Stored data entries
--- START ---
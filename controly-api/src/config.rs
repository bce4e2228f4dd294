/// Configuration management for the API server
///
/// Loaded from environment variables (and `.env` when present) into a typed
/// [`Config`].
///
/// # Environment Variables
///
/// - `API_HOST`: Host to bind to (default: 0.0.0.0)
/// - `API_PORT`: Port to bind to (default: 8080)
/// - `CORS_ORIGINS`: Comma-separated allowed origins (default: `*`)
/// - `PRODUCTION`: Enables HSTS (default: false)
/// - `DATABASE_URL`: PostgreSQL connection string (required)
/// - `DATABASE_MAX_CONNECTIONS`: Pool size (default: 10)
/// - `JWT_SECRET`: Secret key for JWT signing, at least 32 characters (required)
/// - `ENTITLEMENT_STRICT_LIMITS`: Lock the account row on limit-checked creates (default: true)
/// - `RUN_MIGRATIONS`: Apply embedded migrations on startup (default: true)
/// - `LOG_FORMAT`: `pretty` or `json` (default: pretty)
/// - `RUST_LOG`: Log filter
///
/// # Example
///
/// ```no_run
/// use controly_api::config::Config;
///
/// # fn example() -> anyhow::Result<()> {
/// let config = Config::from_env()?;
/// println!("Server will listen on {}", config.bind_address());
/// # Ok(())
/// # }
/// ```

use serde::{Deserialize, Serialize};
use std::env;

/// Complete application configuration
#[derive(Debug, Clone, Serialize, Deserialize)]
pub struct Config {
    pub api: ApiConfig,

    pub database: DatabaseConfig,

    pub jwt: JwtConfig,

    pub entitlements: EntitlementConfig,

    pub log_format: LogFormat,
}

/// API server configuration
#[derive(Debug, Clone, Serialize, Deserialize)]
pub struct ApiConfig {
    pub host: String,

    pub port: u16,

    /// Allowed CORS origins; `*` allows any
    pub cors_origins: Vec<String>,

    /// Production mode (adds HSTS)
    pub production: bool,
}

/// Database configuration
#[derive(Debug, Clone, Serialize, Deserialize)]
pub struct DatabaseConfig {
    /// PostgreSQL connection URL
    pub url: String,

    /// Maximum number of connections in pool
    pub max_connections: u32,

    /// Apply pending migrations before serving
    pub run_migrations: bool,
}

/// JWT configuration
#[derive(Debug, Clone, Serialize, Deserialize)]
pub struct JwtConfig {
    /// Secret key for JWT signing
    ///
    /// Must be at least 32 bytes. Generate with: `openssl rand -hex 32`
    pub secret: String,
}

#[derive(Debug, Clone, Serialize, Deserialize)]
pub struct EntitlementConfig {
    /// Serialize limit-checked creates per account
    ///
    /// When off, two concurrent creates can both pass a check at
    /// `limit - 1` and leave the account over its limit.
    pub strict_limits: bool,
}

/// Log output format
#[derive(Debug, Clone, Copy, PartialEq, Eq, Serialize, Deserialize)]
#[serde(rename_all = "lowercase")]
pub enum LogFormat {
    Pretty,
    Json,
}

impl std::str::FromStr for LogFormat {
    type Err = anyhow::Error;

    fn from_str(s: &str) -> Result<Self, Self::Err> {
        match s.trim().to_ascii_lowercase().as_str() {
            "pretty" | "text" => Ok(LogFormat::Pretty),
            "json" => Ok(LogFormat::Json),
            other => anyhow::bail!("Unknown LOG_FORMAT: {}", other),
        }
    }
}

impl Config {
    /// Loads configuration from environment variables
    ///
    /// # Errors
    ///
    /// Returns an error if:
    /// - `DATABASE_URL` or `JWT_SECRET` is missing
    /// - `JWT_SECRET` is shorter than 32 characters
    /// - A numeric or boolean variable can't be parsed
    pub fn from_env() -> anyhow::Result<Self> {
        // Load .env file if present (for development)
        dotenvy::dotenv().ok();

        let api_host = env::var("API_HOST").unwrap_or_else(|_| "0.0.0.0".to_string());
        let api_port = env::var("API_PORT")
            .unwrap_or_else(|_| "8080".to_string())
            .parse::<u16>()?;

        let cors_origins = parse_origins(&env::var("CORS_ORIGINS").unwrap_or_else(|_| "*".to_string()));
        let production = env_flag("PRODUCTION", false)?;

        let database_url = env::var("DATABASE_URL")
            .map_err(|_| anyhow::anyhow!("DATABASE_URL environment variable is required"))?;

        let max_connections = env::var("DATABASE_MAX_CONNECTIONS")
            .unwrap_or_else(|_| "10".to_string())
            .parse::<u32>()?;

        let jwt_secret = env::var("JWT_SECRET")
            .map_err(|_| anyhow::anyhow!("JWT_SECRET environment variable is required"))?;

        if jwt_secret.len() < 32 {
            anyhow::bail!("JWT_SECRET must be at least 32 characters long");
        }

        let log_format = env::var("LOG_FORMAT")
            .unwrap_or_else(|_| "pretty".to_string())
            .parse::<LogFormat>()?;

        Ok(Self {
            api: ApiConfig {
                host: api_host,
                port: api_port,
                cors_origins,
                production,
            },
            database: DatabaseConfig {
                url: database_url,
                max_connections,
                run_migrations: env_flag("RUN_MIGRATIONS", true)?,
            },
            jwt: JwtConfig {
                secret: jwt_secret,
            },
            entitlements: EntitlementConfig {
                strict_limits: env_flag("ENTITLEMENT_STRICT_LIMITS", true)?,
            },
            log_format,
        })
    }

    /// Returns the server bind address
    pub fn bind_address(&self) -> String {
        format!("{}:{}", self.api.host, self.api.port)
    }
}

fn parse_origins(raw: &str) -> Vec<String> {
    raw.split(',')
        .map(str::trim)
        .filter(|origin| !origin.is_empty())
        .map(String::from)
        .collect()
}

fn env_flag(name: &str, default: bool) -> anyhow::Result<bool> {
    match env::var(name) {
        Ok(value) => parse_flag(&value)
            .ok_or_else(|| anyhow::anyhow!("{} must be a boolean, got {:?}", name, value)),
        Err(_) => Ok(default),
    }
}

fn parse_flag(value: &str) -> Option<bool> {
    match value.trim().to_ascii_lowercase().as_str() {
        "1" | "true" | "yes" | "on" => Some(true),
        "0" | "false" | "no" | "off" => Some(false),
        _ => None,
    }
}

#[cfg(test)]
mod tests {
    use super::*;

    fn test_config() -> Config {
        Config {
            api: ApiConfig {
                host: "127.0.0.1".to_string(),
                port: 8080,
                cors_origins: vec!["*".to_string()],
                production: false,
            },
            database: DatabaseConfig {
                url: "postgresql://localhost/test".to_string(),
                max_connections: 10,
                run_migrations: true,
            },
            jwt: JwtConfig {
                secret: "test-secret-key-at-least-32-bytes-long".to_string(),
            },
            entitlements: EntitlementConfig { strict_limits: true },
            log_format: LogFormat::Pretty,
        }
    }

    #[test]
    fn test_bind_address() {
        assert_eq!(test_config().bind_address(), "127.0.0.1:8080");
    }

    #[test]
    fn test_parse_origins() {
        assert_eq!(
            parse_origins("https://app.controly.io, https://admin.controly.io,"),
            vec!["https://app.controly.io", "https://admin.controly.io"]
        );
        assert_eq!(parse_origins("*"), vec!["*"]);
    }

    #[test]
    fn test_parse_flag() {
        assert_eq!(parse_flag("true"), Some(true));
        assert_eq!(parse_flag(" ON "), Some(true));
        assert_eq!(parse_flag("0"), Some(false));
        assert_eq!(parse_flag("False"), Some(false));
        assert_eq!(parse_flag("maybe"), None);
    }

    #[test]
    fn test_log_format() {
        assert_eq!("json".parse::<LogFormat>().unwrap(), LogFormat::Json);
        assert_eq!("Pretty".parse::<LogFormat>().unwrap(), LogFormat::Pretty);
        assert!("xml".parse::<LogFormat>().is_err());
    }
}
--- END ---
--- START ---
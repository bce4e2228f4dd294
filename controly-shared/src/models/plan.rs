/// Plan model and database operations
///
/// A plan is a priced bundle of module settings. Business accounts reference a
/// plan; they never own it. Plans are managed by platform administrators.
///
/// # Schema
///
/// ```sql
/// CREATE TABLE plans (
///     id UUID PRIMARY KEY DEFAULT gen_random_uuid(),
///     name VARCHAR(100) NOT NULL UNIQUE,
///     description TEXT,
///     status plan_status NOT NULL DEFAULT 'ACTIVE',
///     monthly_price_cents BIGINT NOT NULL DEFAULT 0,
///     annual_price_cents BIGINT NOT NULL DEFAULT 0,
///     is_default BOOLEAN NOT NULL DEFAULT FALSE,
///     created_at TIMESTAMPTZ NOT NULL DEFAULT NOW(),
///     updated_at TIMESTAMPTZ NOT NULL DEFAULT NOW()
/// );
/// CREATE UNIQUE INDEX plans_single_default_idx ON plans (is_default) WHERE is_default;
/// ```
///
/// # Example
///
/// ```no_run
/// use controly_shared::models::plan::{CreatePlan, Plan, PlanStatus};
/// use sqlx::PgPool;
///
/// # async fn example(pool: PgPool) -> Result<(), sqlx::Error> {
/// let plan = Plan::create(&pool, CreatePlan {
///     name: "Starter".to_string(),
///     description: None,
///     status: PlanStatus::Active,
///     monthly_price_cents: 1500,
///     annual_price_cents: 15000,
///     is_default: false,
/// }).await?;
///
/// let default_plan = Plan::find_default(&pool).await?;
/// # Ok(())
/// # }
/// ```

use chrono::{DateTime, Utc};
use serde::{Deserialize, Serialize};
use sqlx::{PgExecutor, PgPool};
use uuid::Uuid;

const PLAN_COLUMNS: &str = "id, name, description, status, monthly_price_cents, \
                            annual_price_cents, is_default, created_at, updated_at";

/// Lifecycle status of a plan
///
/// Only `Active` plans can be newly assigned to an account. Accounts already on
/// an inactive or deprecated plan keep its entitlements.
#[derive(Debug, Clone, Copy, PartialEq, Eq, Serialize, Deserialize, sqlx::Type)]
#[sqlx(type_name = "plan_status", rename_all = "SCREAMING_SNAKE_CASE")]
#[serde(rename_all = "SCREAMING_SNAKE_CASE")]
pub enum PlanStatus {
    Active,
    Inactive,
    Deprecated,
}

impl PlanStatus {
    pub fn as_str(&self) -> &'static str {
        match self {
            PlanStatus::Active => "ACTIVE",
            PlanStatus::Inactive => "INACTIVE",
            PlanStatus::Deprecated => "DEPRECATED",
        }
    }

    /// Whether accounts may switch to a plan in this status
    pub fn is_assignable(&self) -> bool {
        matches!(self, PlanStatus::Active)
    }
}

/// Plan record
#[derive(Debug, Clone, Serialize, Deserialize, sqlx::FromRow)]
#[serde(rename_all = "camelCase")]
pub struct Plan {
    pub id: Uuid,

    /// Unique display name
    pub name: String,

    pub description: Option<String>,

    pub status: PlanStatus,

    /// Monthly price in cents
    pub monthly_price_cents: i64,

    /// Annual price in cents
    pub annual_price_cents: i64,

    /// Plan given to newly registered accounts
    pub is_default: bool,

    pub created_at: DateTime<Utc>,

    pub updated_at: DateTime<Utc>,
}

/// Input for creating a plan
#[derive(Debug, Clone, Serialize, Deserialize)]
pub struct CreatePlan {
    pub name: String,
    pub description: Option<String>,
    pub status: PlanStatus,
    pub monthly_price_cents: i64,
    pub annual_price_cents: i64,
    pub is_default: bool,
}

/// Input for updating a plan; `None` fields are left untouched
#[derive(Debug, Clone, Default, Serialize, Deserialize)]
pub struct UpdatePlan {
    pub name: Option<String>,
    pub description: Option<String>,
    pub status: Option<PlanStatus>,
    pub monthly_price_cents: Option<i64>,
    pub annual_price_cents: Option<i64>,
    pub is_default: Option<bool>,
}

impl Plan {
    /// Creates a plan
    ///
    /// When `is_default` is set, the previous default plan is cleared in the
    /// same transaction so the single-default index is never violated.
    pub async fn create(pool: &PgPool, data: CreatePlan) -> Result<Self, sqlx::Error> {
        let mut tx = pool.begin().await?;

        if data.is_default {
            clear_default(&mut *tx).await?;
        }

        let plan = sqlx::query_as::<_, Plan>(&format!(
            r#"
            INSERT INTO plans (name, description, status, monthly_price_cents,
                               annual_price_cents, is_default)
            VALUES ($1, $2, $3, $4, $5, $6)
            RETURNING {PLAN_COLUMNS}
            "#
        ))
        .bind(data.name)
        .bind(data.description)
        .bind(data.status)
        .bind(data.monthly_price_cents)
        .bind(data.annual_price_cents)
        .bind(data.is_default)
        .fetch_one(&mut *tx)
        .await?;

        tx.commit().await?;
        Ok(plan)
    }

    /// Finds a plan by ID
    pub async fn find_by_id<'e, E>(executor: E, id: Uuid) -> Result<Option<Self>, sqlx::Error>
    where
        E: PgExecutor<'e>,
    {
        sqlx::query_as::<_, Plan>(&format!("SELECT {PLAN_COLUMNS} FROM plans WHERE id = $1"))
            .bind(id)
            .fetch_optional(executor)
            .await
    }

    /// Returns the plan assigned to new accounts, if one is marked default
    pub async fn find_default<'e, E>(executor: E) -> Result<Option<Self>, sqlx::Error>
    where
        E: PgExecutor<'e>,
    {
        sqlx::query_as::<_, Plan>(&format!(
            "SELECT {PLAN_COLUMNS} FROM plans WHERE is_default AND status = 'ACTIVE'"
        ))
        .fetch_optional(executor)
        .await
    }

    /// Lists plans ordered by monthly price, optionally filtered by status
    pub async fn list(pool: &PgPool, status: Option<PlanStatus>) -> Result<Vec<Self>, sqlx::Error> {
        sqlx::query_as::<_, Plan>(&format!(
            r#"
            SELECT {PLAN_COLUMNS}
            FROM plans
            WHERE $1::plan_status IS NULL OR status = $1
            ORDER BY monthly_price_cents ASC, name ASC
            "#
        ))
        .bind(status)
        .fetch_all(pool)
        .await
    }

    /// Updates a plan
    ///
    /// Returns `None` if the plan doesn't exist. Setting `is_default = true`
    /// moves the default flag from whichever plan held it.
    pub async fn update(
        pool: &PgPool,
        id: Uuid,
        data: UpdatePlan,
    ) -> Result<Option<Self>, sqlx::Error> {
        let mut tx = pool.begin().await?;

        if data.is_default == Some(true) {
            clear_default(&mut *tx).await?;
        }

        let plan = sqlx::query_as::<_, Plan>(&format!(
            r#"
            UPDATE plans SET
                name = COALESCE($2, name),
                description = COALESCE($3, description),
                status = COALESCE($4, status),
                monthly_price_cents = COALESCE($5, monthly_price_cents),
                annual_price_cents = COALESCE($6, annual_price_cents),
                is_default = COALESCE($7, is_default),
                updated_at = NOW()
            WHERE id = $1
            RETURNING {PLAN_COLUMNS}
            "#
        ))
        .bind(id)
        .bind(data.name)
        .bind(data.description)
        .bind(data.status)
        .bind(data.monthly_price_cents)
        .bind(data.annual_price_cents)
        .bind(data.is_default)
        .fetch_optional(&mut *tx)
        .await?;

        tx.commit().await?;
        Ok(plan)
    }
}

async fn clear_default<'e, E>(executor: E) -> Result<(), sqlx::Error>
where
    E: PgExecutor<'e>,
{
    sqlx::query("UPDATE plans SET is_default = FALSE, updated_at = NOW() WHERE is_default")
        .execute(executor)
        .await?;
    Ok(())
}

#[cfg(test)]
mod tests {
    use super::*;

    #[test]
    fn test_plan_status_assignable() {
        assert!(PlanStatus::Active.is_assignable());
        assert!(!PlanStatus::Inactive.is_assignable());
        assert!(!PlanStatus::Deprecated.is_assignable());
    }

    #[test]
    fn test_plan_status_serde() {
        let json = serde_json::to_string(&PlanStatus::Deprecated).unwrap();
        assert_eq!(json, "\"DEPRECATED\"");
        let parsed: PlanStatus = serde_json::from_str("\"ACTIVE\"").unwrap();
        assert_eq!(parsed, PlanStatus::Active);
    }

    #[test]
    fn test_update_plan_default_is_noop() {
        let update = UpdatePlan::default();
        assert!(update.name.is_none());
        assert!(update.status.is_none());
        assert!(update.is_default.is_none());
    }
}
--- END ---
ASSIGNED TASK
Work out how many lines in the data above hold the word "EntitlementConfig". Reply with nothing but the count.

OUTPUT FOR THIS EXERCISE
4